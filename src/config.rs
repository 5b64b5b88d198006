//! Configuration types for CSV-to-PDF export.
//!
//! All export behaviour is controlled through [`ExportConfig`], built via its
//! [`ExportConfigBuilder`]. The config is the run-scoped context handed to
//! every pipeline stage: nothing reads the cache directory, allowlist or
//! concurrency limit from ambient state, so tests can point a run at an
//! isolated temporary directory.

use crate::error::ExportError;
use crate::pipeline::allowlist::HostMatch;
use crate::pipeline::select::{DateRange, SortOrder};
use crate::progress::ProgressCallback;
use std::fmt;
use std::path::PathBuf;

/// Hosts allowed by default: where exported tweet images are served from.
pub const DEFAULT_ALLOW_HOSTS: [&str; 2] = ["pbs.twimg.com", "video.twimg.com"];

/// Default number of concurrent media downloads.
pub const DEFAULT_CONCURRENCY: usize = 4;

/// Default cache directory, relative to the working directory.
pub const DEFAULT_CACHE_DIR: &str = ".tweetpdf_cache";

/// Configuration for one CSV-to-PDF export.
///
/// Built via [`ExportConfig::builder()`] or using [`ExportConfig::default()`].
///
/// # Example
/// ```rust
/// use tweetpdf::{ExportConfig, HostMatch};
///
/// let config = ExportConfig::builder()
///     .concurrency(8)
///     .allow_hosts(["pbs.twimg.com"])
///     .host_match(HostMatch::Exact)
///     .purge_cache(false)
///     .build()
///     .unwrap();
/// assert_eq!(config.concurrency, 8);
/// ```
#[derive(Clone)]
pub struct ExportConfig {
    /// Maximum number of in-flight media downloads. Default: 4.
    pub concurrency: usize,

    /// Cache root. Media files live in `<cache_dir>/media/`. Default: `.tweetpdf_cache`.
    pub cache_dir: PathBuf,

    /// Hostnames media may be downloaded from. Empty means allow all.
    pub allow_hosts: Vec<String>,

    /// Whether allowlist entries match subdomains too. Default: [`HostMatch::Subdomain`].
    pub host_match: HostMatch,

    /// Delete the cache entries touched by this run after the PDF is written. Default: true.
    ///
    /// With `false` the entries stay on disk and the next run against the
    /// same `cache_dir` resolves them as cache hits without any network call.
    pub purge_cache: bool,

    /// Download attempts per URL before it is reported as failed. Default: 2.
    pub max_attempts: u32,

    /// Delay before the second attempt, doubling after each one. Default: 500.
    pub retry_backoff_ms: u64,

    /// Per-attempt HTTP timeout in seconds. Default: 20.
    pub download_timeout_secs: u64,

    /// Largest media body accepted, in bytes. Default: 10 MiB.
    pub max_media_bytes: u64,

    /// `User-Agent` header sent with every download.
    pub user_agent: String,

    /// Inclusive date filter applied after ingestion. Default: none.
    pub date_range: Option<DateRange>,

    /// Record order in the document. Default: ascending.
    pub sort: SortOrder,

    /// Directory holding the Noto font files. Default: `fonts`.
    pub font_dir: PathBuf,

    /// Document title printed on the first page.
    pub title: String,

    /// Optional progress events sink.
    pub progress_callback: Option<ProgressCallback>,
}

impl Default for ExportConfig {
    fn default() -> Self {
        Self {
            concurrency: DEFAULT_CONCURRENCY,
            cache_dir: PathBuf::from(DEFAULT_CACHE_DIR),
            allow_hosts: DEFAULT_ALLOW_HOSTS.iter().map(|h| h.to_string()).collect(),
            host_match: HostMatch::default(),
            purge_cache: true,
            max_attempts: 2,
            retry_backoff_ms: 500,
            download_timeout_secs: 20,
            max_media_bytes: 10 * 1024 * 1024,
            user_agent: format!("tweetpdf/{}", env!("CARGO_PKG_VERSION")),
            date_range: None,
            sort: SortOrder::default(),
            font_dir: PathBuf::from("fonts"),
            title: "Tweet Export".to_string(),
            progress_callback: None,
        }
    }
}

impl fmt::Debug for ExportConfig {
    fn fmt(&self, f: &mut fmt::Formatter<'_>) -> fmt::Result {
        f.debug_struct("ExportConfig")
            .field("concurrency", &self.concurrency)
            .field("cache_dir", &self.cache_dir)
            .field("allow_hosts", &self.allow_hosts)
            .field("host_match", &self.host_match)
            .field("purge_cache", &self.purge_cache)
            .field("max_attempts", &self.max_attempts)
            .field("retry_backoff_ms", &self.retry_backoff_ms)
            .field("download_timeout_secs", &self.download_timeout_secs)
            .field("max_media_bytes", &self.max_media_bytes)
            .field("date_range", &self.date_range)
            .field("sort", &self.sort)
            .field("font_dir", &self.font_dir)
            .field(
                "progress_callback",
                &self.progress_callback.as_ref().map(|_| "<dyn ExportProgressCallback>"),
            )
            .finish()
    }
}

impl ExportConfig {
    /// Create a new builder for `ExportConfig`.
    pub fn builder() -> ExportConfigBuilder {
        ExportConfigBuilder {
            config: Self::default(),
        }
    }

    /// Directory that holds the content-addressed media files.
    pub fn media_dir(&self) -> PathBuf {
        self.cache_dir.join("media")
    }
}

/// Builder for [`ExportConfig`].
#[derive(Debug)]
pub struct ExportConfigBuilder {
    config: ExportConfig,
}

impl ExportConfigBuilder {
    pub fn concurrency(mut self, n: usize) -> Self {
        self.config.concurrency = n.max(1);
        self
    }

    pub fn cache_dir(mut self, dir: impl Into<PathBuf>) -> Self {
        self.config.cache_dir = dir.into();
        self
    }

    pub fn allow_hosts<I, S>(mut self, hosts: I) -> Self
    where
        I: IntoIterator<Item = S>,
        S: Into<String>,
    {
        self.config.allow_hosts = hosts.into_iter().map(Into::into).collect();
        self
    }

    pub fn host_match(mut self, mode: HostMatch) -> Self {
        self.config.host_match = mode;
        self
    }

    pub fn purge_cache(mut self, v: bool) -> Self {
        self.config.purge_cache = v;
        self
    }

    pub fn max_attempts(mut self, n: u32) -> Self {
        self.config.max_attempts = n;
        self
    }

    pub fn retry_backoff_ms(mut self, ms: u64) -> Self {
        self.config.retry_backoff_ms = ms;
        self
    }

    pub fn download_timeout_secs(mut self, secs: u64) -> Self {
        self.config.download_timeout_secs = secs;
        self
    }

    pub fn max_media_bytes(mut self, bytes: u64) -> Self {
        self.config.max_media_bytes = bytes;
        self
    }

    pub fn user_agent(mut self, ua: impl Into<String>) -> Self {
        self.config.user_agent = ua.into();
        self
    }

    pub fn date_range(mut self, range: Option<DateRange>) -> Self {
        self.config.date_range = range;
        self
    }

    pub fn sort(mut self, order: SortOrder) -> Self {
        self.config.sort = order;
        self
    }

    pub fn font_dir(mut self, dir: impl Into<PathBuf>) -> Self {
        self.config.font_dir = dir.into();
        self
    }

    pub fn title(mut self, title: impl Into<String>) -> Self {
        self.config.title = title.into();
        self
    }

    pub fn progress_callback(mut self, cb: ProgressCallback) -> Self {
        self.config.progress_callback = Some(cb);
        self
    }

    /// Build the configuration, validating constraints.
    pub fn build(self) -> Result<ExportConfig, ExportError> {
        let c = &self.config;
        if c.concurrency == 0 {
            return Err(ExportError::InvalidConfig("Concurrency must be ≥ 1".into()));
        }
        if c.max_attempts == 0 {
            return Err(ExportError::InvalidConfig(
                "max_attempts must be ≥ 1".into(),
            ));
        }
        if c.download_timeout_secs == 0 {
            return Err(ExportError::InvalidConfig(
                "Download timeout must be ≥ 1 second".into(),
            ));
        }
        if c.cache_dir.as_os_str().is_empty() {
            return Err(ExportError::InvalidConfig(
                "Cache directory must not be empty".into(),
            ));
        }
        Ok(self.config)
    }
}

::::::::

[What you have to do]
What is wanted is the line containing "pub fn progress_callback(mut" and every line after it through the last line of the entries, printed exactly.

[Exercise answer]
    pub fn progress_callback(mut self, cb: ProgressCallback) -> Self {
        self.config.progress_callback = Some(cb);
        self
    }

    /// Build the configuration, validating constraints.
    pub fn build(self) -> Result<ExportConfig, ExportError> {
        let c = &self.config;
        if c.concurrency == 0 {
            return Err(ExportError::InvalidConfig("Concurrency must be ≥ 1".into()));
        }
        if c.max_attempts == 0 {
            return Err(ExportError::InvalidConfig(
                "max_attempts must be ≥ 1".into(),
            ));
        }
        if c.download_timeout_secs == 0 {
            return Err(ExportError::InvalidConfig(
                "Download timeout must be ≥ 1 second".into(),
            ));
        }
        if c.cache_dir.as_os_str().is_empty() {
            return Err(ExportError::InvalidConfig(
                "Cache directory must not be empty".into(),
            ));
        }
        Ok(self.config)
    }
}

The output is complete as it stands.